* _Problem to solve_: Please copy every line from the records below that contains the string "Validation".

* _The records_:
_ _ _ _ _

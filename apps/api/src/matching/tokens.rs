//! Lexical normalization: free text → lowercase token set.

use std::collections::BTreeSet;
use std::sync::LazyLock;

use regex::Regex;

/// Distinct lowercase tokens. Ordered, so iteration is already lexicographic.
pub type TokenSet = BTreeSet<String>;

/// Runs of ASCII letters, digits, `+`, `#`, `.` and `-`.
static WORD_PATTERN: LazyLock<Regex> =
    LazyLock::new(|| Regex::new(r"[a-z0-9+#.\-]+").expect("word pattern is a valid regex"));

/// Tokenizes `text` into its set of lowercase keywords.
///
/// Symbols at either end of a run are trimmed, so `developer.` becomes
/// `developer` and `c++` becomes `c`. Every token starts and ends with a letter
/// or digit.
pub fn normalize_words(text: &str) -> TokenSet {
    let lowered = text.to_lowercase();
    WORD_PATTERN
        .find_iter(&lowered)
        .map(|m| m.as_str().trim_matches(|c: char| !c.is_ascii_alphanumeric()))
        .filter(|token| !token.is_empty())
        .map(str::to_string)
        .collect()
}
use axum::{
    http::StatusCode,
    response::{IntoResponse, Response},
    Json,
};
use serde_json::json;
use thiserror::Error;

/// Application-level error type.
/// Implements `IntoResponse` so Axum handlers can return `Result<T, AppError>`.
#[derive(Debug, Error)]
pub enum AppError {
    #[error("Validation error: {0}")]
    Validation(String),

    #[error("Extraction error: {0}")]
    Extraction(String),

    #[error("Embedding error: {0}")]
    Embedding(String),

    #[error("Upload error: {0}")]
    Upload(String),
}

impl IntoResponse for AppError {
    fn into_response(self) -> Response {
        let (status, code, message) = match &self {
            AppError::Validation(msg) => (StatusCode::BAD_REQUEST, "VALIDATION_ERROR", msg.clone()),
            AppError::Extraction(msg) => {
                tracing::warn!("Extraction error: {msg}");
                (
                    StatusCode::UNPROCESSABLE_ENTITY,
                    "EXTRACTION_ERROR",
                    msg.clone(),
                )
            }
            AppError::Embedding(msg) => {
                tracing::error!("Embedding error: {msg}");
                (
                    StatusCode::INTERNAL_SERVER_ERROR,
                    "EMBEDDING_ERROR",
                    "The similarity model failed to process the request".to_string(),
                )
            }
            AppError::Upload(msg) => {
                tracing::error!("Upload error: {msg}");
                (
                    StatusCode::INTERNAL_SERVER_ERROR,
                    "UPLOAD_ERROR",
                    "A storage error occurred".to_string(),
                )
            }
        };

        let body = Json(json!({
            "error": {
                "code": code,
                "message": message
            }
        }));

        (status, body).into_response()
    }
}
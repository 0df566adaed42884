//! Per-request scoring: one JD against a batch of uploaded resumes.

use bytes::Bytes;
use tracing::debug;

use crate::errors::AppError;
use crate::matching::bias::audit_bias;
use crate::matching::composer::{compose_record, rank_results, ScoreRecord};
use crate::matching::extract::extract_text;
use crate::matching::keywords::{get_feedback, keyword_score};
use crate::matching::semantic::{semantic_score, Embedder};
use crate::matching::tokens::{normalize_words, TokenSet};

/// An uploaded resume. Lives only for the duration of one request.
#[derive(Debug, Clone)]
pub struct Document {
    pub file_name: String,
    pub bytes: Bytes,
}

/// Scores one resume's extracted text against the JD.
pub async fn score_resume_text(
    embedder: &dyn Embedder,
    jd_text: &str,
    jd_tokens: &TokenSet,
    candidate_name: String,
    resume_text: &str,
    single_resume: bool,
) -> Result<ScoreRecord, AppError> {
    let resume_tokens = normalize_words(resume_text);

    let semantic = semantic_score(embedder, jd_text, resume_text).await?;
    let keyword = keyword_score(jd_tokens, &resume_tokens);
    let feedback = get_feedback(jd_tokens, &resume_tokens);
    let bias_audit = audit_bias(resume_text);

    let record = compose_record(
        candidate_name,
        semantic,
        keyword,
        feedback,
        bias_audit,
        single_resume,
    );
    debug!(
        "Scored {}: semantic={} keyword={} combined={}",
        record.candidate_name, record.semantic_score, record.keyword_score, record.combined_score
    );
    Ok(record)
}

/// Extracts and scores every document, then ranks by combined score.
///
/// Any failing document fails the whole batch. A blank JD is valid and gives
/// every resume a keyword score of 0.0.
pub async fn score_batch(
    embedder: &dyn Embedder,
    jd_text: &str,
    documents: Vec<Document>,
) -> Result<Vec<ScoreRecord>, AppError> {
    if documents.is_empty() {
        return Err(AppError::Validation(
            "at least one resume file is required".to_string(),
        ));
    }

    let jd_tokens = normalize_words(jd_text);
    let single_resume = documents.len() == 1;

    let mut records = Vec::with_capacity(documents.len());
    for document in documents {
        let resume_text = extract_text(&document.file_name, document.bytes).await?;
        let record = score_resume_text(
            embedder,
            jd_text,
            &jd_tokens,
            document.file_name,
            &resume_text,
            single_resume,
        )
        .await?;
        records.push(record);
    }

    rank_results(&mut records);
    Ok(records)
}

_ _ _ _ _

* _Your response_:
    #[error("Validation error: {0}")]
    Validation(String),
            AppError::Validation(msg) => (StatusCode::BAD_REQUEST, "VALIDATION_ERROR", msg.clone()),
        return Err(AppError::Validation(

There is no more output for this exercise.